All lines that hold the string "error" should be copied. Find them in the listing below.
============
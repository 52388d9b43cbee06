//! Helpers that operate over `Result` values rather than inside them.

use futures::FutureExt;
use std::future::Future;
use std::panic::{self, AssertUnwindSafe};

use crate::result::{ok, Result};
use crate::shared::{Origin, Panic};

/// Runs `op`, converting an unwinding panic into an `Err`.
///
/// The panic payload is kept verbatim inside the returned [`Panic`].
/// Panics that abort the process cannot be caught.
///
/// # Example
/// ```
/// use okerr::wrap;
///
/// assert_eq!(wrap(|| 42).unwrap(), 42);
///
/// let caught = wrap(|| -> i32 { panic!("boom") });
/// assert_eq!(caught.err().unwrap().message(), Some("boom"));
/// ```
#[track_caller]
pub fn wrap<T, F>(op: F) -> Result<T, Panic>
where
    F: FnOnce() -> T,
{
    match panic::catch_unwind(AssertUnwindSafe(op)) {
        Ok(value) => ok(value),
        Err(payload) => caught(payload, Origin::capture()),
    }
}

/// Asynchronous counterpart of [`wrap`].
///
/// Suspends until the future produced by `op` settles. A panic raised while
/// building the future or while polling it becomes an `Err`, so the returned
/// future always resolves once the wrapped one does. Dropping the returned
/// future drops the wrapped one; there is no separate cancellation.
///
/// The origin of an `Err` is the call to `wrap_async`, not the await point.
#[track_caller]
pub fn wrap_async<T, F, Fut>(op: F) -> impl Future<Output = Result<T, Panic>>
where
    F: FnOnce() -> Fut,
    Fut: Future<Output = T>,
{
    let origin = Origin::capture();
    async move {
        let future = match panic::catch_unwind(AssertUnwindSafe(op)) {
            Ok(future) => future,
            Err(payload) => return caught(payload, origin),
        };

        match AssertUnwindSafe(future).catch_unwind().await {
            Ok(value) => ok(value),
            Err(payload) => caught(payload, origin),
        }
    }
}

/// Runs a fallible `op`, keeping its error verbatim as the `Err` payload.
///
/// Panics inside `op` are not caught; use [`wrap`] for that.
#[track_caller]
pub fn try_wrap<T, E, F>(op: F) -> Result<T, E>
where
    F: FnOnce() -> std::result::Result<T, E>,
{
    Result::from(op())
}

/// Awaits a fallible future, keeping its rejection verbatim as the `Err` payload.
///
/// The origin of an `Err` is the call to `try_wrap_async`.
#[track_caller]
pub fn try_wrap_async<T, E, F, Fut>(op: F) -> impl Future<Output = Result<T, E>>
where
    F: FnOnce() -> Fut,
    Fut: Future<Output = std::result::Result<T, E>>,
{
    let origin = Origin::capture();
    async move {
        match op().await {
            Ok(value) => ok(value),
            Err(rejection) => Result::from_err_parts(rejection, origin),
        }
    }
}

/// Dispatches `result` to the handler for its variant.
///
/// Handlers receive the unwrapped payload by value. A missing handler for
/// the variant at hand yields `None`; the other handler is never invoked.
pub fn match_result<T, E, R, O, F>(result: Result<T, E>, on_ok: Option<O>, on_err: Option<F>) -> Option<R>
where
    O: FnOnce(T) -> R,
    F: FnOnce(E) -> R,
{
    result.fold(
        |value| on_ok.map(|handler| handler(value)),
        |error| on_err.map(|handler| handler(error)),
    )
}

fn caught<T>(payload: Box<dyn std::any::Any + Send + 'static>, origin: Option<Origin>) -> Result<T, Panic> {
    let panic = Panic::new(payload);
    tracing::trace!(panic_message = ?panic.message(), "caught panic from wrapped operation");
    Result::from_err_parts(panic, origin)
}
============
**Answer for this exercise**:
/// Runs a fallible `op`, keeping its error verbatim as the `Err` payload.
        |error| on_err.map(|handler| handler(error)),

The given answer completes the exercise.